Ce rapport détaille et évalue la situation actuelle des services de soutien à domicile offerts au Québec, tout en documentant leur accessibilité, les défis rencontrés et les besoins futurs.
Ressources financières
Au Québec, le pourcentage de dépenses publiques alloué aux soins de longue durée est considéré comme faible en comparaison avec les autres pays de l’Organisation de coopération et de développement économiques (OCDE). En effet, seulement un cinquième des dépenses en soins de longue durée est consacré aux soins à domicile, comparativement à environ la moitié dans certains pays européens tels que le Danemark.
En ce qui concerne les services à domicile et les soins communautaires, le Québec se situe au 11ème rang des provinces canadiennes, avec une dépense de 259$ par habitant.
En 2020, le Ministère de la Santé et des Services sociaux a dépensé près de 2 milliards de dollars en soutien à domicile et 700 millions de dollars en crédits d’impôts pour les proches aidants et l’aide à domicile. Cependant, selon Johanne Castonguay, ces dépenses ne permettent pas de rattraper les autres provinces.
Le soutien à domicile reste difficilement accessible pour les personnes au statut financier plus précaire, et les mesures financières ne suffisent pas à combler les besoins de la population.
Du côté des employés, les conditions de travail sont peu intéressantes, il est donc difficile d’attirer et de conserver la main-d’œuvre. En outre, les entreprises d’économie sociale en aide à domicile, qui prennent en charge les besoins non comblés par le Réseau, sont sous-financées.
Administration et accès
Le rapport souligne un manque de planification, d’évaluation des coûts et de mise en œuvre pour atteindre les objectifs de la politique gouvernementale de soutien à domicile en vigueur depuis 2003. Le manque de coordination entre les différents programmes et mesures financières entraîne des lacunes dans les services. Celles-ci sont partiellement comblées par des services communautaires qui bénéficient cependant de très peu de ressources.
Selon la CSBE, les établissements se concentrent principalement sur les volumes de services plutôt que sur les besoins réels des personnes ayant recours au soutien à domicile. Pour la commissaire, il est préférable de mieux structurer les ressources humaines et financières disponibles plutôt que de tenter de les augmenter.
Le rapport souligne également que « l’offre de soutien pour les proches aidants est davantage pensée pour les personnes âgées » (Bien vieillir chez soi, 2023).

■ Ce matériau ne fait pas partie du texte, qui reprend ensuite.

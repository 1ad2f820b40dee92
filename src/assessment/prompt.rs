use std::fmt;

use crate::github::{Profile, RepositorySummary};

use super::INSTRUCTIONS;

const MISSING: &str = "N/A";

/// The natural-language prompt sent to the model for one username.
#[derive(Debug, Clone, PartialEq, Eq)]
pub struct AssessmentRequest(String);

impl AssessmentRequest {
    pub fn as_str(&self) -> &str {
        &self.0
    }
}

impl fmt::Display for AssessmentRequest {
    fn fmt(&self, f: &mut fmt::Formatter<'_>) -> fmt::Result {
        f.write_str(&self.0)
    }
}

/// One bullet per repository, in listing order.
pub fn repository_line(repo: &RepositorySummary) -> String {
    format!(
        "- **{}**: {} (Language: {})",
        repo.name, repo.description, repo.language
    )
}

/// Render the profile and its repositories into the assessment prompt.
pub fn build_prompt(profile: &Profile, repositories: &[RepositorySummary]) -> AssessmentRequest {
    let repo_lines: Vec<String> = repositories.iter().map(repository_line).collect();

    let mut prompt = String::new();
    prompt.push_str("Based on the following GitHub profile, assess the user's technical skills:\n\n");
    prompt.push_str("### User Information:\n");
    prompt.push_str(&format!(
        "- **Name**: {}\n",
        profile.name.as_deref().unwrap_or(MISSING)
    ));
    prompt.push_str(&format!(
        "- **Bio**: {}\n",
        profile.bio.as_deref().unwrap_or(MISSING)
    ));
    prompt.push_str(&format!(
        "- **Public Repositories**: {}\n\n",
        profile.public_repos
    ));
    prompt.push_str("### Repositories:\n");
    prompt.push_str(&repo_lines.join("\n"));
    prompt.push_str("\n\n### Analysis Instructions:\n");
    prompt.push_str(INSTRUCTIONS);
    prompt.push_str(" Use markdown format for clarity.\n");

    AssessmentRequest(prompt)
}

La reconnaissance des besoins de la population, la cartographie des ressources territoriales et la prise en compte des disparités sont recommandées pour rendre l’offre de services plus adaptée aux différents types d’utilisateurs, notamment les personnes vivant avec des limitations fonctionnelles.
Actuellement, 18 918 Québécois attendent de recevoir des premiers services de soutien à domicile.
Pénurie de main d’œuvre
Au cours de l’année 2021, 381 228 personnes ont reçu des services et des soins à domicile au Québec. Depuis 2018, le nombre d’heures offertes a augmenté de 45%. Malgré cela, l’offre de services reste limitée, selon la commissaire. La rareté du personnel, aggravée par la pandémie, a entraîné de nombreuses conséquences, telles que des difficultés à adapter les horaires en fonction des besoins des usagers et le manque de continuité des services.
Une forte concurrence est présente entre les réseaux public, communautaire et privé pour le recrutement des travailleurs.
D’autre part, le rapport mentionne que les formations en médecine et en soins infirmiers comportent des lacunes en ce qui concerne les besoins en soutien à domicile, les enseignants ne connaissant généralement pas suffisamment le sujet. Avec une formation insuffisante, les travailleurs n’ont pas les connaissances requises, ce qui a des impacts sur la qualité du service, le partage d’information ainsi que sur la tenue des dossiers de la clientèle.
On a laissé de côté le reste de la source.